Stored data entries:

★ ★ ★

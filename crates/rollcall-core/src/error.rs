//! Shared error type across rollcall crates.

use thiserror::Error;

/// Stable error codes, used in logs and asserted by tests.
#[derive(Debug, Clone, Copy, PartialEq, Eq)]
pub enum ErrorCode {
    /// Configuration failed to parse or validate.
    InvalidConfig,
    /// Unsupported config version.
    UnsupportedVersion,
    /// Metric name is not valid for the exposition format.
    InvalidMetricName,
    /// A metric family with this name is already registered.
    DuplicateMetric,
    /// Internal error.
    Internal,
}

impl ErrorCode {
    /// String representation used in logs.
    pub fn as_str(self) -> &'static str {
        match self {
            ErrorCode::InvalidConfig => "INVALID_CONFIG",
            ErrorCode::UnsupportedVersion => "UNSUPPORTED_VERSION",
            ErrorCode::InvalidMetricName => "INVALID_METRIC_NAME",
            ErrorCode::DuplicateMetric => "DUPLICATE_METRIC",
            ErrorCode::Internal => "INTERNAL",
        }
    }
}

/// Shared result type.
pub type Result<T> = std::result::Result<T, RollcallError>;

/// Unified error type used by core and exporter.
///
/// Only startup paths produce these. Event handling is infallible.
#[derive(Debug, Error)]
pub enum RollcallError {
    #[error("invalid config: {0}")]
    InvalidConfig(String),
    #[error("unsupported config version")]
    UnsupportedVersion,
    #[error("invalid metric name: {0}")]
    InvalidMetricName(String),
    #[error("metric already registered: {0}")]
    DuplicateMetric(String),
    #[error("internal: {0}")]
    Internal(String),
}

impl RollcallError {
    /// Map the error to its stable code.
    pub fn code(&self) -> ErrorCode {
        match self {
            RollcallError::InvalidConfig(_) => ErrorCode::InvalidConfig,
            RollcallError::UnsupportedVersion => ErrorCode::UnsupportedVersion,
            RollcallError::InvalidMetricName(_) => ErrorCode::InvalidMetricName,
            RollcallError::DuplicateMetric(_) => ErrorCode::DuplicateMetric,
            RollcallError::Internal(_) => ErrorCode::Internal,
        }
    }
}
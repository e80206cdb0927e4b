//! Metric registry and text rendering.
//!
//! Families live in a `prometheus::Registry` and are rendered by the
//! `/metrics` handler.

pub mod metrics;

pub use metrics::ExporterMetrics;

★ ★ ★

Task prompt:
Exact retyping of every entry is required.

The answer:
filename crates/rollcall-core/src/error.rs
//! Shared error type across rollcall crates.

use thiserror::Error;

/// Stable error codes, used in logs and asserted by tests.
#[derive(Debug, Clone, Copy, PartialEq, Eq)]
pub enum ErrorCode {
    /// Configuration failed to parse or validate.
    InvalidConfig,
    /// Unsupported config version.
    UnsupportedVersion,
    /// Metric name is not valid for the exposition format.
    InvalidMetricName,
    /// A metric family with this name is already registered.
    DuplicateMetric,
    /// Internal error.
    Internal,
}

impl ErrorCode {
    /// String representation used in logs.
    pub fn as_str(self) -> &'static str {
        match self {
            ErrorCode::InvalidConfig => "INVALID_CONFIG",
            ErrorCode::UnsupportedVersion => "UNSUPPORTED_VERSION",
            ErrorCode::InvalidMetricName => "INVALID_METRIC_NAME",
            ErrorCode::DuplicateMetric => "DUPLICATE_METRIC",
            ErrorCode::Internal => "INTERNAL",
        }
    }
}

/// Shared result type.
pub type Result<T> = std::result::Result<T, RollcallError>;

/// Unified error type used by core and exporter.
///
/// Only startup paths produce these. Event handling is infallible.
#[derive(Debug, Error)]
pub enum RollcallError {
    #[error("invalid config: {0}")]
    InvalidConfig(String),
    #[error("unsupported config version")]
    UnsupportedVersion,
    #[error("invalid metric name: {0}")]
    InvalidMetricName(String),
    #[error("metric already registered: {0}")]
    DuplicateMetric(String),
    #[error("internal: {0}")]
    Internal(String),
}

impl RollcallError {
    /// Map the error to its stable code.
    pub fn code(&self) -> ErrorCode {
        match self {
            RollcallError::InvalidConfig(_) => ErrorCode::InvalidConfig,
            RollcallError::UnsupportedVersion => ErrorCode::UnsupportedVersion,
            RollcallError::InvalidMetricName(_) => ErrorCode::InvalidMetricName,
            RollcallError::DuplicateMetric(_) => ErrorCode::DuplicateMetric,
            RollcallError::Internal(_) => ErrorCode::Internal,
        }
    }
}
repository e80206cdb0927e4b
//! Metric registry and text rendering.
//!
//! Families live in a `prometheus::Registry` and are rendered by the
//! `/metrics` handler.

pub mod metrics;

pub use metrics::ExporterMetrics;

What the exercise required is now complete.